Bıçakları çelikten yaptıklarını, saplarında keçi boynuzu ile plastik kullandıklarını ifade eden Çelikel, şunları dile getirdi:
“Çeliğimizi ocakta ısıtıyoruz daha sonra dövüyoruz. Her bıçağın kendine göre yapım aşaması var. Bıçağı Kastamonu ve çevre illere satıyoruz. Buraya turistler geliyor. Daha öncelerde bıçaklarımız Evrenye’de satıldığı için Evrenye bıçağı olarak biliniyor. Burada bütün mahalle bıçakçılık yapıyor.
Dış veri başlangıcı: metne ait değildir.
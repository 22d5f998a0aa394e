//! Assembly of per-audience results into deliverable artifacts
//!
//! Artifacts are derived and stateless: they can be recomputed from the same
//! result set at any time and aggregation is fully deterministic.

use crate::domain::models::{Audience, SynthesisResult};
use serde::{Deserialize, Serialize};

/// Delimiter rule used above and below each audience header in the combined
/// artifact.
pub const SECTION_RULE: &str = "==================================================";

/// One audience's deliverable text blob. For failed audiences the content is
/// an explicit failure notice, so consumers can still render something rather
/// than omit the audience silently.
#[derive(Debug, Clone, Serialize, Deserialize)]
pub struct Artifact {
    pub audience: Audience,
    pub content: String,
    pub succeeded: bool,
}

impl Artifact {
    /// Download file name, e.g. `ceos_summary_20260806_0915.txt`.
    pub fn file_name(&self, stamp: &str) -> String {
        format!("{}_summary_{}.txt", self.audience.slug(), stamp)
    }
}

/// All selected audiences concatenated in selection order, each section
/// introduced by a delimited audience header.
#[derive(Debug, Clone, Serialize, Deserialize)]
pub struct CombinedArtifact {
    pub content: String,
}

impl CombinedArtifact {
    /// Download file name, e.g. `all_summaries_20260806_0915.txt`.
    pub fn file_name(stamp: &str) -> String {
        format!("all_summaries_{}.txt", stamp)
    }
}

/// Aggregation output handed to the presentation layer.
#[derive(Debug, Clone, Serialize, Deserialize)]
pub struct AggregatedArtifacts {
    /// One entry per requested audience, in selection order, including
    /// failures.
    pub per_audience: Vec<Artifact>,
    /// Present only when more than one audience was requested.
    pub combined: Option<CombinedArtifact>,
}

impl AggregatedArtifacts {
    pub fn get(&self, audience: Audience) -> Option<&Artifact> {
        self.per_audience.iter().find(|a| a.audience == audience)
    }
}

/// Assembles synthesis results into deliverable artifacts.
pub struct ResultAggregator;

impl ResultAggregator {
    /// Builds per-audience artifacts for every result and, when more than one
    /// audience was requested, the combined artifact. Failed audiences appear
    /// in both as explicit failure notices rather than being skipped.
    pub fn aggregate(results: &[SynthesisResult]) -> AggregatedArtifacts {
        let per_audience: Vec<Artifact> = results
            .iter()
            .map(|result| match &result.content {
                Some(content) => Artifact {
                    audience: result.audience,
                    content: content.clone(),
                    succeeded: true,
                },
                None => Artifact {
                    audience: result.audience,
                    content: Self::failure_notice(result),
                    succeeded: false,
                },
            })
            .collect();

        let combined = (results.len() > 1).then(|| {
            let mut content = String::new();
            for artifact in &per_audience {
                content.push_str(&format!(
                    "\n{}\nAUDIENCE: {}\n{}\n\n",
                    SECTION_RULE,
                    artifact.audience.name().to_uppercase(),
                    SECTION_RULE
                ));
                content.push_str(&artifact.content);
                content.push_str("\n\n");
            }
            CombinedArtifact { content }
        });

        AggregatedArtifacts {
            per_audience,
            combined,
        }
    }

    fn failure_notice(result: &SynthesisResult) -> String {
        format!(
            "No summary was generated for {}.\nError: {}",
            result.audience.name(),
            result.error.as_deref().unwrap_or("unknown error")
        )
    }
}

#[cfg(test)]
mod tests {
    use super::*;
    use crate::error::AppError;

    fn ok(audience: Audience) -> SynthesisResult {
        SynthesisResult::success(audience, format!("summary for {}", audience))
    }

    fn failed(audience: Audience) -> SynthesisResult {
        SynthesisResult::failure(audience, &AppError::backend(Some(500), "overloaded"))
    }

    #[test]
    fn test_single_audience_has_no_combined_artifact() {
        let artifacts = ResultAggregator::aggregate(&[ok(Audience::Ceos)]);
        assert_eq!(artifacts.per_audience.len(), 1);
        assert!(artifacts.per_audience[0].succeeded);
        assert!(artifacts.combined.is_none());
    }

    #[test]
    fn test_per_audience_includes_failures_with_error_text() {
        let artifacts =
            ResultAggregator::aggregate(&[ok(Audience::BoardDirectors), failed(Audience::Ceos)]);

        assert_eq!(artifacts.per_audience.len(), 2);
        let ceos = artifacts.get(Audience::Ceos).unwrap();
        assert!(!ceos.succeeded);
        assert!(ceos.content.contains("No summary was generated for CEOs"));
        assert!(ceos.content.contains("overloaded"));
    }

    #[test]
    fn test_combined_preserves_selection_order() {
        let artifacts = ResultAggregator::aggregate(&[
            ok(Audience::HrLeaders),
            ok(Audience::BoardDirectors),
            ok(Audience::Ceos),
        ]);

        let combined = artifacts.combined.unwrap().content;
        let hr = combined.find("AUDIENCE: HR LEADERS").unwrap();
        let board = combined.find("AUDIENCE: BOARD DIRECTORS").unwrap();
        let ceos = combined.find("AUDIENCE: CEOS").unwrap();
        assert!(hr < board && board < ceos);
    }

    #[test]
    fn test_combined_carries_failure_notice_at_original_index() {
        let artifacts =
            ResultAggregator::aggregate(&[ok(Audience::BoardDirectors), failed(Audience::Ceos)]);

        let combined = artifacts.combined.unwrap().content;
        let board_at = combined.find("AUDIENCE: BOARD DIRECTORS").unwrap();
        let ceos_at = combined.find("AUDIENCE: CEOS").unwrap();
        assert!(board_at < ceos_at);
        assert!(combined.contains("summary for Board Directors"));
        assert!(combined.contains("No summary was generated for CEOs"));

        // the failure notice sits inside the CEOs section, not before it
        assert!(combined.find("No summary was generated").unwrap() > ceos_at);
    }

    #[test]
    fn test_combined_sections_are_delimited() {
        let artifacts =
            ResultAggregator::aggregate(&[ok(Audience::Ceos), ok(Audience::HrLeaders)]);
        let combined = artifacts.combined.unwrap().content;
        assert_eq!(combined.matches(SECTION_RULE).count(), 4);
        assert_eq!(SECTION_RULE.len(), 50);
    }

    #[test]
    fn test_aggregation_is_deterministic() {
        let results = [ok(Audience::Ceos), failed(Audience::HrLeaders)];
        let a = ResultAggregator::aggregate(&results);
        let b = ResultAggregator::aggregate(&results);
        assert_eq!(
            a.combined.unwrap().content,
            b.combined.unwrap().content
        );
    }

    #[test]
    fn test_file_names() {
        let artifact = Artifact {
            audience: Audience::BoardDirectors,
            content: "text".to_string(),
            succeeded: true,
        };
        assert_eq!(
            artifact.file_name("20260806_0915"),
            "board_directors_summary_20260806_0915.txt"
        );
        assert_eq!(
            CombinedArtifact::file_name("20260806_0915"),
            "all_summaries_20260806_0915.txt"
        );
    }
}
Burası 12-13 haneydi, 4-5 dükkan kapandı. Şu anda çalışan 5 tane dükkan var. Diğerleri kapandı İstanbul’a gittiler. Burada oturup da bıçakçılık yapmayan yok.”
Mehmet Özdemir ise 50 yıldır bıçakçılık yaptığını anlattı.
Bıçakçılığın zor bir meslek olduğunu söyleyen Özdemir, “Dedemin dedesi dahi bu işi yapıyormuş. Bıçak yapanların birkaçı gurbete gitti. Bu mahallede oturup bıçak yapmayan yok. Çekiç sesi eksik olmuyor, insanlar çekiç sesine uyanıyor.” diye konuştu.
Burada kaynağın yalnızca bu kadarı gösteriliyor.